The Parker "51" fountain pen was introduced in 1941 and uses a plunger system to draw ink into a clear bladder inside the pen. As with all fountain pens, the ink inside can dry out over time, eventually clogging the mechanism. For this reason, it's a good idea to clean your pen periodically, especially if it will not be used for awhile. The Parker "51" has a patented Vacumatic ink collector that requires a slightly different approach for cleaning than many other pens.
Unscrew the cover of the Parker "51" pen to expose the flexible rubber plunger. Hold the pen tip down over a container, and very slowly squeeze the plunger until a drop of ink appears on the nib. Squeeze the plunger the rest of the way closed.
Release the plunger, wait a few seconds and then slowly squeeze the plunger again, emptying a little more ink. Repeat this process until no more ink drips from the tip.
Wrap the nib with a paper towel, and briskly shake the pen downward, as if you were shaking down a mercury-filled thermometer.

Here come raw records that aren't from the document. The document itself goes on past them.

// Ability and status identifiers

use bitflags::bitflags;

/// All abilities a character can own
#[derive(Debug, Clone, Copy, PartialEq, Eq, Hash)]
pub enum AbilityId {
    Sprint,
    WallSlide,
    WallJump,
    Dash,
    DoubleDash,
    QuickStep,
    Glide,
    Attack,
}

impl AbilityId {
    pub const ALL: [AbilityId; 8] = [
        AbilityId::Sprint,
        AbilityId::WallSlide,
        AbilityId::WallJump,
        AbilityId::Dash,
        AbilityId::DoubleDash,
        AbilityId::QuickStep,
        AbilityId::Glide,
        AbilityId::Attack,
    ];

    pub(crate) fn index(self) -> usize {
        match self {
            AbilityId::Sprint => 0,
            AbilityId::WallSlide => 1,
            AbilityId::WallJump => 2,
            AbilityId::Dash => 3,
            AbilityId::DoubleDash => 4,
            AbilityId::QuickStep => 5,
            AbilityId::Glide => 6,
            AbilityId::Attack => 7,
        }
    }

    /// The single-bit tag set for this ability
    pub fn tag(self) -> AbilityTags {
        match self {
            AbilityId::Sprint => AbilityTags::SPRINT,
            AbilityId::WallSlide => AbilityTags::WALL_SLIDE,
            AbilityId::WallJump => AbilityTags::WALL_JUMP,
            AbilityId::Dash => AbilityTags::DASH,
            AbilityId::DoubleDash => AbilityTags::DOUBLE_DASH,
            AbilityId::QuickStep => AbilityTags::QUICK_STEP,
            AbilityId::Glide => AbilityTags::GLIDE,
            AbilityId::Attack => AbilityTags::ATTACK,
        }
    }
}

bitflags! {
    /// A set of ability identifiers
    #[derive(Debug, Clone, Copy, PartialEq, Eq)]
    pub struct AbilityTags: u16 {
        const SPRINT = 1 << 0;
        const WALL_SLIDE = 1 << 1;
        const WALL_JUMP = 1 << 2;
        const DASH = 1 << 3;
        const DOUBLE_DASH = 1 << 4;
        const QUICK_STEP = 1 << 5;
        const GLIDE = 1 << 6;
        const ATTACK = 1 << 7;
    }
}

impl AbilityTags {
    /// Iterate the ability ids contained in this set
    pub fn ids(self) -> impl Iterator<Item = AbilityId> {
        AbilityId::ALL
            .into_iter()
            .filter(move |id| self.contains(id.tag()))
    }
}

/// Loose, counted status tags applied to a character from outside the
/// ability table (death, forced input rejection)
#[derive(Debug, Clone, Copy, PartialEq, Eq, Hash)]
pub enum StatusTag {
    Dead,
    RejectMoveInput,
}

impl StatusTag {
    pub(crate) fn index(self) -> usize {
        match self {
            StatusTag::Dead => 0,
            StatusTag::RejectMoveInput => 1,
        }
    }
}
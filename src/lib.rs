// emberfall: character controller and combat core for a 2D/3D/spline-hybrid
// platformer
//
// The crate is split the same way the game is: `core` for shared math,
// `engine` for the seams to the host engine (movement, world queries,
// splines, input, timing), and `game` for the simulation itself
// (attributes, abilities, damage, characters, arena).

pub mod core;
pub mod engine;
pub mod game;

This motion removes most of the remaining ink.
Submerge the tip of the pen in cool, clean water, and squeeze the rubber plunger three times to draw water into the pen's reservoir.
Squeeze the plunger slowly to expel the water the same way you expelled the ink. The water will be dark, because some ink still remains in the pen. Wrap the nib in a paper towel again, and shake it downward.
Draw up and expel water several more times until the water runs clear. Allow the pen to dry, and store it or fill it with ink if you intend to use it soon.
If your water is very hard, use distilled water.
Don't use warm or hot water, or you may damage the pen's components.